Supplementary Materials
Data Availability Statement
This study included the analysis of data derived from biospecimens from the California Biobank Program (CCRLP study). Any uploading of genomic data and/or sharing of these biospecimens or individual data derived from these biospecimens has been determined to violate the statutory scheme of the California Health and Safety Code Sections 124980(j); 124991(b), (g), and (h); and 103850 (a) and (d), which protect the confidential nature of biospecimens and individual data derived from biospecimens. Should we be contacted by other investigators who would like to use the data, we will direct them to the California Department of Public Health Institutional Review Board to establish their own approved protocol to utilize the data, which can then be shared peer-to-peer.
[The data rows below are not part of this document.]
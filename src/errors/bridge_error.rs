//! Error taxonomy for the call bridge.
//!
//! One variant per failure class so callers can match on the outcome of an
//! operation instead of inspecting strings. Connection-probe and credential
//! problems are fatal to `initialize()`; per-session failures never affect
//! other sessions or terminate the process.

use thiserror::Error;

/// Errors that can occur while bridging a call to the voice engine.
#[derive(Debug, Error)]
pub enum BridgeError {
    /// Initialization failed (missing credentials or failed connectivity probe)
    #[error("Initialization failed: {0}")]
    Init(String),

    /// An operation was attempted before `initialize()` succeeded
    #[error("Bridge not initialized")]
    NotInitialized,

    /// Opening the streaming connection failed
    #[error("Connection failed: {0}")]
    Connect(String),

    /// An operation exceeded its deadline
    #[error("Operation timed out: {0}")]
    Timeout(String),

    /// A session is already active for the call identifier
    #[error("Session already active for call {0}")]
    DuplicateSession(String),

    /// No active session exists for the call identifier
    #[error("No active session for call {0}")]
    NoActiveSession(String),

    /// The session exists but its connection is not open
    #[error("Transport not ready for call {0}")]
    TransportNotReady(String),

    /// Enqueueing an outbound frame failed
    #[error("Send failed: {0}")]
    Send(String),

    /// The streaming connection failed mid-session
    #[error("Transport error: {0}")]
    Transport(String),

    /// An inbound frame could not be parsed
    #[error("Malformed frame: {0}")]
    Codec(String),

    /// The engine reported an error over the stream
    #[error("Engine error: {message}")]
    Engine {
        /// Engine-supplied error code, when present
        code: Option<String>,
        /// Engine-supplied error message
        message: String,
    },

    /// Invalid configuration
    #[error("Invalid configuration: {0}")]
    InvalidConfiguration(String),
}

/// Result type for bridge operations.
pub type BridgeResult<T> = Result<T, BridgeError>;

#[cfg(test)]
mod tests {
    use super::*;

    #[test]
    fn test_error_display() {
        let err = BridgeError::Connect("refused".to_string());
        assert!(err.to_string().contains("Connection failed"));

        let err = BridgeError::NotInitialized;
        assert_eq!(err.to_string(), "Bridge not initialized");

        let err = BridgeError::DuplicateSession("call-1".to_string());
        assert!(err.to_string().contains("call-1"));
    }

    #[test]
    fn test_engine_error_display() {
        let err = BridgeError::Engine {
            code: Some("E0101".to_string()),
            message: "boom".to_string(),
        };
        assert_eq!(err.to_string(), "Engine error: boom");
    }
}
pub mod bridge_error;

pub use bridge_error::{BridgeError, BridgeResult};
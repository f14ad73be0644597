//! Process-wide configuration for the call bridge.
//!
//! Configuration is loaded from environment variables (with `.env` support
//! via dotenvy) or constructed programmatically by the host. Priority:
//! explicit builder calls > ENV vars > `.env` values > defaults.
//!
//! # Example
//! ```rust,no_run
//! use callbridge::config::BridgeConfig;
//!
//! # fn main() -> Result<(), Box<dyn std::error::Error>> {
//! // Load from environment variables (HUME_API_KEY, HUME_CONFIG_ID, ...)
//! let config = BridgeConfig::from_env()?;
//! # Ok(())
//! # }
//! ```

use std::env;

use crate::core::evi::{AudioEncoding, EVI_WEBSOCKET_URL, EviConfig};
use crate::errors::bridge_error::{BridgeError, BridgeResult};

/// Default bound on the connect/probe deadline, in seconds.
const DEFAULT_CONNECT_TIMEOUT_SECS: u64 = 10;

/// Telephony audio arrives at 8 kHz mono.
const DEFAULT_SAMPLE_RATE: u32 = 8000;

const DEFAULT_CHANNELS: u8 = 1;

/// Bridge configuration.
///
/// Carries the engine credentials and per-connection audio settings used to
/// open every session. Credentials are resolved once per operation from this
/// struct; they are never stored on a session.
#[derive(Debug, Clone)]
pub struct BridgeConfig {
    /// Hume AI API key for EVI (Empathic Voice Interface)
    pub hume_api_key: Option<String>,
    /// EVI configuration ID (created in the Hume dashboard); echoed in
    /// session diagnostics
    pub hume_config_id: Option<String>,
    /// Streaming endpoint URL (defaults to Hume's production endpoint)
    pub websocket_url: String,
    /// Deadline for connection attempts and the startup connectivity probe
    pub connect_timeout_secs: u64,
    /// Request interim user transcripts from the engine
    pub verbose_transcription: bool,
    /// System prompt override sent with session settings
    pub system_prompt: Option<String>,
    /// Input audio encoding declared to the engine
    pub input_encoding: AudioEncoding,
    /// Input audio sample rate in Hz
    pub sample_rate: u32,
    /// Number of input audio channels
    pub channels: u8,
}

impl Default for BridgeConfig {
    fn default() -> Self {
        Self {
            hume_api_key: None,
            hume_config_id: None,
            websocket_url: EVI_WEBSOCKET_URL.to_string(),
            connect_timeout_secs: DEFAULT_CONNECT_TIMEOUT_SECS,
            verbose_transcription: true,
            system_prompt: None,
            input_encoding: AudioEncoding::default(),
            sample_rate: DEFAULT_SAMPLE_RATE,
            channels: DEFAULT_CHANNELS,
        }
    }
}

impl BridgeConfig {
    /// Load configuration from environment variables.
    ///
    /// Reads a `.env` file first when one is present. Recognized variables:
    ///
    /// - `HUME_API_KEY`
    /// - `HUME_CONFIG_ID`
    /// - `EVI_WEBSOCKET_URL`
    /// - `EVI_CONNECT_TIMEOUT_SECS`
    /// - `EVI_VERBOSE_TRANSCRIPTION` (`true`/`false`)
    /// - `EVI_SYSTEM_PROMPT`
    /// - `EVI_SAMPLE_RATE`
    pub fn from_env() -> BridgeResult<Self> {
        let _ = dotenvy::dotenv();

        let mut config = Self {
            hume_api_key: read_var("HUME_API_KEY"),
            hume_config_id: read_var("HUME_CONFIG_ID"),
            ..Default::default()
        };

        if let Some(url) = read_var("EVI_WEBSOCKET_URL") {
            config.websocket_url = url;
        }
        if let Some(timeout) = read_var("EVI_CONNECT_TIMEOUT_SECS") {
            config.connect_timeout_secs = timeout.parse().map_err(|_| {
                BridgeError::InvalidConfiguration(format!(
                    "EVI_CONNECT_TIMEOUT_SECS must be a positive integer, got '{timeout}'"
                ))
            })?;
        }
        if let Some(flag) = read_var("EVI_VERBOSE_TRANSCRIPTION") {
            config.verbose_transcription = flag.eq_ignore_ascii_case("true") || flag == "1";
        }
        if let Some(prompt) = read_var("EVI_SYSTEM_PROMPT") {
            config.system_prompt = Some(prompt);
        }
        if let Some(rate) = read_var("EVI_SAMPLE_RATE") {
            config.sample_rate = rate.parse().map_err(|_| {
                BridgeError::InvalidConfiguration(format!(
                    "EVI_SAMPLE_RATE must be a positive integer, got '{rate}'"
                ))
            })?;
        }

        config.validate()?;
        Ok(config)
    }

    /// Create a configuration with an API key and defaults for the rest.
    pub fn new(api_key: impl Into<String>) -> Self {
        Self {
            hume_api_key: Some(api_key.into()),
            ..Default::default()
        }
    }

    /// Set the EVI configuration ID.
    pub fn with_config_id(mut self, config_id: impl Into<String>) -> Self {
        self.hume_config_id = Some(config_id.into());
        self
    }

    /// Override the streaming endpoint URL.
    pub fn with_websocket_url(mut self, url: impl Into<String>) -> Self {
        self.websocket_url = url.into();
        self
    }

    /// Set the connect/probe deadline in seconds.
    pub fn with_connect_timeout(mut self, secs: u64) -> Self {
        self.connect_timeout_secs = secs;
        self
    }

    /// Set the system prompt override.
    pub fn with_system_prompt(mut self, prompt: impl Into<String>) -> Self {
        self.system_prompt = Some(prompt.into());
        self
    }

    /// Set the input audio sample rate.
    pub fn with_sample_rate(mut self, sample_rate: u32) -> Self {
        self.sample_rate = sample_rate;
        self
    }

    /// Validate the configuration.
    pub fn validate(&self) -> BridgeResult<()> {
        if self.websocket_url.is_empty() {
            return Err(BridgeError::InvalidConfiguration(
                "websocket_url must not be empty".to_string(),
            ));
        }
        if self.connect_timeout_secs == 0 {
            return Err(BridgeError::InvalidConfiguration(
                "connect_timeout_secs must be greater than 0".to_string(),
            ));
        }
        if self.sample_rate == 0 {
            return Err(BridgeError::InvalidConfiguration(
                "sample_rate must be greater than 0".to_string(),
            ));
        }
        if self.channels == 0 {
            return Err(BridgeError::InvalidConfiguration(
                "channels must be greater than 0".to_string(),
            ));
        }
        Ok(())
    }

    /// Resolve credentials into a per-connection [`EviConfig`].
    ///
    /// Fails when no API key is configured.
    pub fn evi_config(&self) -> BridgeResult<EviConfig> {
        let api_key = self
            .hume_api_key
            .as_deref()
            .filter(|k| !k.is_empty())
            .ok_or_else(|| {
                BridgeError::InvalidConfiguration(
                    "HUME_API_KEY is not configured".to_string(),
                )
            })?;

        Ok(EviConfig {
            api_key: api_key.to_string(),
            config_id: self.hume_config_id.clone(),
            verbose_transcription: self.verbose_transcription,
            input_encoding: self.input_encoding,
            sample_rate: self.sample_rate,
            channels: self.channels,
            system_prompt: self.system_prompt.clone(),
            websocket_url: self.websocket_url.clone(),
            connect_timeout_secs: self.connect_timeout_secs,
        })
    }
}

fn read_var(name: &str) -> Option<String> {
    env::var(name).ok().filter(|v| !v.is_empty())
}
The GWAS summary statistics at the IKZF1 locus are included in Table S2. Genotype data for the Genetic Epidemiology Research on Aging (GERA) study controls are available on dbGAP under accession number phs000788.v1.p2. Genotype data for the Children’s Oncology Group (COG)/St. Jude Children’s Research Hospital study ALL patients are available on dbGaP under accession number phs000638.v1.p1 and phs000637.v1.p1.
Whole genome sequencing and whole blood RNA sequencing data from the Genes-environments and Admixture in Latino Asthmatics (GALA II) study and the Study of African Americans, Asthma, Genes, and Environments (SAGE), generated as part of the NHLBI TOPMed program, are available dbGaP under accession numbers phs000920 (GALA II) and phs000921 (SAGE). Summary statistics for cis- and trans-eQTLs, a catalog of ancestry-specific eQTLs, and TWAS models developed using data from GALA II and SAGE participants have been posted in a public repository at https://doi.org/10.5281/zenodo.7735723.
All other data are available in the cited references.